*** MATERIAL PROVIDED ***
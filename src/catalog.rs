//! Seed catalog used when neither the remote store nor the local cache has
//! any materials yet. Every seeded record starts out pending-local.

use serde::{Deserialize, Serialize};
use strum::{AsRefStr, Display, EnumIter, EnumString, IntoEnumIterator};

use crate::models::{Material, UsageType};

#[derive(
    Clone,
    Copy,
    Debug,
    PartialEq,
    Eq,
    Hash,
    Serialize,
    Deserialize,
    Display,
    EnumString,
    EnumIter,
    AsRefStr,
)]
#[serde(rename_all = "lowercase")]
#[strum(serialize_all = "lowercase", ascii_case_insensitive)]
pub enum Category {
    Electrical,
    Network,
    Tools,
    Multimedia,
    Consumables,
}

struct SeedEntry {
    id: &'static str,
    name: &'static str,
    category: Category,
    usage_type: UsageType,
    unit: &'static str,
    stock: u32,
    min_stock: u32,
}

const fn seed(
    id: &'static str,
    name: &'static str,
    category: Category,
    usage_type: UsageType,
    unit: &'static str,
    stock: u32,
    min_stock: u32,
) -> SeedEntry {
    SeedEntry {
        id,
        name,
        category,
        usage_type,
        unit,
        stock,
        min_stock,
    }
}

use Category::*;
use UsageType::{Consumable, Returnable};

const SEED: &[SeedEntry] = &[
    seed("elec-001", "Power cable VCT 2x1.5mm", Electrical, Consumable, "m", 500, 100),
    seed("elec-002", "Power outlet, duplex", Electrical, Consumable, "pcs", 60, 10),
    seed("elec-003", "Circuit breaker 16A", Electrical, Consumable, "pcs", 25, 5),
    seed("elec-004", "Electrical tape", Electrical, Consumable, "roll", 80, 20),
    seed("net-001", "LAN cable Cat6", Network, Consumable, "m", 1000, 200),
    seed("net-002", "RJ45 connector", Network, Consumable, "pcs", 400, 100),
    seed("net-003", "Network switch 8-port", Network, Consumable, "pcs", 12, 2),
    seed("net-004", "Wall patch box", Network, Consumable, "pcs", 40, 10),
    seed("tool-001", "Crimping tool RJ45", Tools, Returnable, "pcs", 6, 2),
    seed("tool-002", "LAN cable tester", Tools, Returnable, "pcs", 4, 1),
    seed("tool-003", "Cordless drill", Tools, Returnable, "pcs", 5, 1),
    seed("tool-004", "Digital multimeter", Tools, Returnable, "pcs", 5, 1),
    seed("mm-001", "HDMI cable 2.0 5m", Multimedia, Consumable, "pcs", 30, 5),
    seed("mm-002", "Projector ceiling mount", Multimedia, Consumable, "pcs", 8, 2),
    seed("mm-003", "Wireless microphone set", Multimedia, Returnable, "set", 3, 1),
    seed("cons-001", "Cable ties 8 inch", Consumables, Consumable, "pack", 50, 10),
    seed("cons-002", "Wall anchors with screws", Consumables, Consumable, "pack", 40, 10),
    seed("cons-003", "Cable clips", Consumables, Consumable, "pack", 35, 10),
];

impl SeedEntry {
    fn to_material(&self) -> Material {
        Material {
            id: self.id.to_string(),
            name: self.name.to_string(),
            category: self.category.to_string(),
            usage_type: self.usage_type,
            unit: self.unit.to_string(),
            stock: self.stock,
            min_stock: self.min_stock,
            is_local: true,
        }
    }
}

/// The full seed list, all marked pending-local.
pub fn seed_materials() -> Vec<Material> {
    SEED.iter().map(SeedEntry::to_material).collect()
}

/// Seed materials belonging to one category.
pub fn by_category(category: Category) -> Vec<Material> {
    SEED.iter()
        .filter(|entry| entry.category == category)
        .map(SeedEntry::to_material)
        .collect()
}

/// Seed materials grouped by category, in declaration order.
pub fn grouped() -> Vec<(Category, Vec<Material>)> {
    Category::iter().map(|c| (c, by_category(c))).collect()
}

#[cfg(test)]
mod tests {
    use super::*;
    use std::collections::HashSet;
    use std::str::FromStr;

    #[test]
    fn seed_ids_are_unique_and_local() {
        let materials = seed_materials();
        let ids: HashSet<_> = materials.iter().map(|m| m.id.as_str()).collect();
        assert_eq!(ids.len(), materials.len());
        assert!(materials.iter().all(|m| m.is_local));
    }

    #[test]
    fn every_category_is_seeded() {
        for (category, materials) in grouped() {
            assert!(!materials.is_empty(), "no seed for {}", category);
            assert!(materials.iter().all(|m| m.category == category.as_ref()));
        }
    }

    #[test]
    fn category_parses_case_insensitively() {
        assert_eq!(Category::from_str("Network").ok(), Some(Category::Network));
        assert_eq!(Category::from_str("tools").ok(), Some(Category::Tools));
        assert!(Category::from_str("plumbing").is_err());
    }

    #[test]
    fn tools_are_returnable() {
        assert!(by_category(Category::Tools)
            .iter()
            .all(|m| m.usage_type == UsageType::Returnable));
    }
}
*** End of MATERIAL PROVIDED ***
• [WHAT TO WORK ON] A complete answer gives every line of the data that includes "Power".

• [SOLUTION]
    seed("elec-001", "Power cable VCT 2x1.5mm", Electrical, Consumable, "m", 500, 100),
    seed("elec-002", "Power outlet, duplex", Electrical, Consumable, "pcs", 60, 10),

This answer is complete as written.